How To Help Yourself In Insomnia

Insomnia

Are you the one who longs for a good sleep, who tosses and turns but sleep is far too away from your eyes. You are feeling tired but your mind doesn’t understands this and keeps on thinking and thinking. Sometimes these thoughts may be very trivial also. When you go to bed, you worry about how you are going to face the next day full of so many challenges without getting good sleep.

If your answer is yes then you are suffering from sleep disorder i.e. Insomnia. But feel relaxed because according to surveys 93% of urban Indians are experiencing this same problem in one way or the other. Either it’s difficult for them to fall asleep easily, or they are light sleepers and gets awakened up during midnight and then sleep just vanishes away.

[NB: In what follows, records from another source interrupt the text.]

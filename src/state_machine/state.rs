//! Session state types

use crate::config::SessionTimings;
use crate::context::ContextBuffer;
use serde::Serialize;
use tokio::time::Instant;

// ============================================================================
// Conversation State
// ============================================================================

/// Where the conversation is in its lifecycle
#[derive(Debug, Clone, Copy, Serialize, PartialEq, Eq, Default)]
#[serde(rename_all = "snake_case")]
pub enum ConversationState {
    /// No active call
    #[default]
    Idle,
    /// First call of the session has just connected
    Greeting,
    /// Normal turn-taking
    Active,
    /// Goodbye initiated, teardown imminent
    Ending,
}

impl ConversationState {
    pub fn as_str(self) -> &'static str {
        match self {
            ConversationState::Idle => "idle",
            ConversationState::Greeting => "greeting",
            ConversationState::Active => "active",
            ConversationState::Ending => "ending",
        }
    }
}

// ============================================================================
// Session
// ============================================================================

/// Root aggregate for one mounted voice widget
#[derive(Debug, Clone, PartialEq)]
pub struct Session {
    /// Credentials were valid and a transport exists
    pub configured: bool,
    /// Between a confirmed call start and call end
    pub listening: bool,
    /// Waiting on the assistant's next turn
    pub processing: bool,
    /// Debounced, user-visible form of `processing`
    pub busy_indicator: bool,
    pub conversation_state: ConversationState,
    pub retry_count: u32,
    /// Cleared by the first successful call start
    pub first_activation: bool,
    pub error_message: Option<String>,
    /// Transient informational status such as a pending retry
    pub status_message: Option<String>,
    pub context: ContextBuffer,
    /// When the user last stopped talking
    pub turn_started_at: Option<Instant>,
    /// Number of transport starts issued so far
    pub start_attempts: u64,
    /// Start attempt still awaiting `call-start`; a failure report for any
    /// other attempt is stale
    pub pending_start: Option<u64>,
}

impl Session {
    pub fn new(configured: bool) -> Self {
        Self {
            configured,
            listening: false,
            processing: false,
            busy_indicator: false,
            conversation_state: ConversationState::Idle,
            retry_count: 0,
            first_activation: true,
            error_message: None,
            status_message: None,
            context: ContextBuffer::new(),
            turn_started_at: None,
            start_attempts: 0,
            pending_start: None,
        }
    }

    pub fn is_ending(&self) -> bool {
        self.conversation_state == ConversationState::Ending
    }

    /// Read-only view for the UI renderer
    pub fn snapshot(&self) -> SessionSnapshot {
        SessionSnapshot {
            listening: self.listening,
            configured: self.configured,
            processing: self.processing,
            busy: self.busy_indicator,
            conversation_state: self.conversation_state,
            error_message: self.error_message.clone(),
            status: self.status_line(),
        }
    }

    fn status_line(&self) -> String {
        if let Some(error) = &self.error_message {
            return error.clone();
        }
        if let Some(status) = &self.status_message {
            return status.clone();
        }
        let line = match self.conversation_state {
            ConversationState::Ending => "Ending call...",
            _ if self.busy_indicator => "Thinking...",
            _ if self.listening => "Listening... Speak now",
            _ if self.first_activation => "Click to start voice assistant",
            _ => "Voice assistant stopped",
        };
        line.to_string()
    }
}

/// What observers see after every event
#[derive(Debug, Clone, PartialEq, Eq, Serialize)]
pub struct SessionSnapshot {
    pub listening: bool,
    pub configured: bool,
    pub processing: bool,
    pub busy: bool,
    pub conversation_state: ConversationState,
    pub error_message: Option<String>,
    pub status: String,
}

// ============================================================================
// Session Context
// ============================================================================

/// Immutable configuration for a session
#[derive(Debug, Clone)]
pub struct SessionContext {
    pub session_id: String,
    /// Absent when credentials are missing
    pub assistant_id: Option<String>,
    pub timings: SessionTimings,
}

impl SessionContext {
    pub fn new(assistant_id: Option<String>, timings: SessionTimings) -> Self {
        Self {
            session_id: uuid::Uuid::new_v4().to_string(),
            assistant_id,
            timings,
        }
    }
}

And then due to sleepless night comes the next day full of tiredness, headache, low concentration and irritability. All these after effects of sleepless night hampers your day time activities. Sometimes insomnia can also create havoc in your relationships with others. So it is very important to resolve this problem.

Roots Of The Problem:

To get completely cured of this problem, first it is necessary to reach the root of the problem. Insomniac person might be suffering from Primary or secondary insomnia. Secondary insomnia is caused due to some medical problems such as depression, cardio-vascular problem, cough-congested chest during night, prostrate problem, restless legs, some kind of pain or the worst due to sleep apnoea in which the patient suffers from automatic pauses in breathing.

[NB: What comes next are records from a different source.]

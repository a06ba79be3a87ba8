//! Voice Session - call controller for a voice-assistant widget
//!
//! Drives one voice-call session over stdio. Transport events and user
//! commands arrive as JSON lines on stdin; transport commands and session
//! updates leave as JSON lines on stdout. Logs go to stderr.

mod config;
mod context;
mod goodbye;
mod latency;
mod prompts;
mod retry;
mod runtime;
mod state_machine;
mod timers;
mod transport;

use config::{ConfigScope, SessionTimings, VoiceConfig};
use runtime::{spawn_session, SessionUpdate, StdioTransport};
use serde::Deserialize;
use tokio::io::{AsyncBufReadExt, AsyncWriteExt, BufReader};
use tokio::sync::mpsc;
use tracing_subscriber::{layer::SubscriberExt, util::SubscriberInitExt};
use transport::TransportEvent;

/// One line of driver input
#[derive(Debug, Deserialize)]
#[serde(untagged)]
enum Input {
    Control(Control),
    Event(TransportEvent),
}

/// Commands from the widget's button and lifecycle
#[derive(Debug, Deserialize)]
#[serde(tag = "command", rename_all = "snake_case")]
enum Control {
    Start,
    Stop,
    Quit,
}

#[tokio::main]
async fn main() -> Result<(), Box<dyn std::error::Error>> {
    // Initialize logging
    tracing_subscriber::registry()
        .with(
            tracing_subscriber::EnvFilter::try_from_default_env()
                .unwrap_or_else(|_| "voice_session=info".into()),
        )
        .with(
            tracing_subscriber::fmt::layer()
                .json()
                .with_current_span(false)
                .with_span_list(false)
                .with_writer(std::io::stderr),
        )
        .init();

    // Configuration
    let config = VoiceConfig::from_env();
    if std::env::args().skip(1).any(|arg| arg == "--check-server-config") {
        let validation = config.log_validation(ConfigScope::Server);
        if !validation.is_valid() {
            return Err(format!(
                "{} required environment variable(s) missing",
                validation.errors.len()
            )
            .into());
        }
        return Ok(());
    }
    config.log_validation(ConfigScope::Client);

    // All stdout lines go through one writer so they never interleave
    let (out_tx, out_rx) = mpsc::unbounded_channel::<String>();
    let writer = tokio::spawn(write_lines(out_rx));

    let transport = match config.credentials() {
        Ok(credentials) => {
            let (bridge, wire) = tokio::io::duplex(64 * 1024);
            tokio::spawn(forward_lines(wire, out_tx.clone()));
            Some(StdioTransport::new(credentials, bridge))
        }
        Err(e) => {
            tracing::warn!(error = %e, "Voice assistant not configured");
            None
        }
    };

    let handle = spawn_session(
        config.assistant_id.clone(),
        transport,
        SessionTimings::default(),
    );

    let mut updates = handle.subscribe();
    let update_tx = out_tx.clone();
    tokio::spawn(async move {
        loop {
            match updates.recv().await {
                Ok(update) => {
                    if !publish(&update_tx, &update) {
                        break;
                    }
                }
                Err(tokio::sync::broadcast::error::RecvError::Lagged(n)) => {
                    tracing::warn!(skipped = n, "Update printer lagged");
                }
                Err(tokio::sync::broadcast::error::RecvError::Closed) => break,
            }
        }
    });
    drop(out_tx);

    let mut lines = BufReader::new(tokio::io::stdin()).lines();
    while let Some(line) = lines.next_line().await? {
        let line = line.trim();
        if line.is_empty() {
            continue;
        }
        match serde_json::from_str::<Input>(line) {
            Ok(Input::Control(Control::Start)) => handle.start().await,
            Ok(Input::Control(Control::Stop)) => handle.stop().await,
            Ok(Input::Control(Control::Quit)) => break,
            Ok(Input::Event(event)) => handle.deliver(event).await,
            Err(e) => tracing::warn!(error = %e, line, "Ignoring malformed input"),
        }
    }

    tracing::info!("Input closed, unmounting session");
    handle.shutdown();
    drop(handle);

    // The writer drains once the runtime and transport have released the output
    if tokio::time::timeout(std::time::Duration::from_secs(1), writer)
        .await
        .is_err()
    {
        tracing::warn!("Timed out flushing output");
    }

    Ok(())
}

fn publish(tx: &mpsc::UnboundedSender<String>, update: &SessionUpdate) -> bool {
    match serde_json::to_string(update) {
        Ok(line) => tx.send(line).is_ok(),
        Err(e) => {
            tracing::error!(error = %e, "Failed to encode update");
            true
        }
    }
}

/// Relay transport command lines onto the shared output
async fn forward_lines(wire: tokio::io::DuplexStream, tx: mpsc::UnboundedSender<String>) {
    let mut lines = BufReader::new(wire).lines();
    loop {
        match lines.next_line().await {
            Ok(Some(line)) => {
                if tx.send(line).is_err() {
                    break;
                }
            }
            Ok(None) => break,
            Err(e) => {
                tracing::error!(error = %e, "Transport bridge read failed");
                break;
            }
        }
    }
}

async fn write_lines(mut rx: mpsc::UnboundedReceiver<String>) {
    let mut stdout = tokio::io::stdout();
    while let Some(mut line) = rx.recv().await {
        line.push('\n');
        if let Err(e) = stdout.write_all(line.as_bytes()).await {
            tracing::error!(error = %e, "Failed to write to stdout");
            break;
        }
        let _ = stdout.flush().await;
    }
}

While on the other hand, primary insomnia is due to stress and anxiety. This stress and anxiety might be work related or it might be due to the fear of another sleepless night. You also might feel stressed due to the alterations in your body clock due to your lifestyle. While secondary insomnia needs immediate medical help, primary insomnia can be treated by bringing some lifestyle alterations. But these alterations have to be followed up atleast for 4-6 weeks to see the results.

Change In Lifestyle:

Reach Peaceful State Of Mind Before Sleep

Do not go to bed too early. Switch off the television set atleast 30-40 minutes before going to sleep. You need to slow down the pace of your mind to reach the peaceful state which is a must, to fall asleep easily. For this, you can try reading which helps to bring mind at peaceful state. If you’re not falling into sleep within 15-20 minutes after lying down, don’t toss and turn. Instead get up, do some relaxing activity like listening to some light music or reading a book, until you feel calm and sleepy.

Maintain The Body Clock

Maintain your wakeup time everyday regardless of whether you slept nicely or had another sleepless night. This is a difficult exercise but will help your body to reset it’s clock. In a few weeks time, the body will start responding properly to sleeping and waking-up time. Also, as soon as you wake up, go in natural light and air. This also helps in resetting your body clock.

Note Your Worries On Paper

Keep a notepad besides your bed to write down what all thoughts crop up in your mind while lying on your bed. Spare 15-20 minutes during your day to think about your worries, your plans etc. Now while sleeping, if you have already thought over, your mind will be comparatively more in peaceful state. Keep on adding more thoughts in the notepad and if the mind starts going haywire, condition it that it can think later in the allotted time slot, now is the time to sleep. Your mind starts understanding this exercise on consistent repetition.

Changes In Diet

Simple changes in your diet too can go a long way in helping in insomnia. Avoid having heavy and spicy food before bed time. Having warm milk, preferably buffalo’s milk which helps in this condition. Milk contains tryptophan, an amino acid that helps in the secretion of a brain chemical serotonin, which calms the brain and sleep inducing hormone melatonin.

Yoga

Avoid doing strenuous exercises 3-4 hours before going to sleep. Instead practice yoga daily. Some aasanas like pranayam, shavasana, pranadhara (these aasanas need to be learnt properly under the guidance of a yoga instructor) alleviates the problem of insomnia.

Sleep Hygiene

Maintain the sleep hygiene i.e. your bedroom should be clean and comfortable, dimly lit up before sleep.

Reduce Anxiety About Sleep

Most imperatively, try to reduce your anxiety about sleep. Think positively that you’ll be able to cope up with the day activities normally even after sleepless night and because you’ll be tired you’ll ofcourse catch on good sleep the next night. You might feel tempted to have a nap during the day but restrict it to a short duration.

These small tips prove quite handy in dealing with problems of primary insomnia.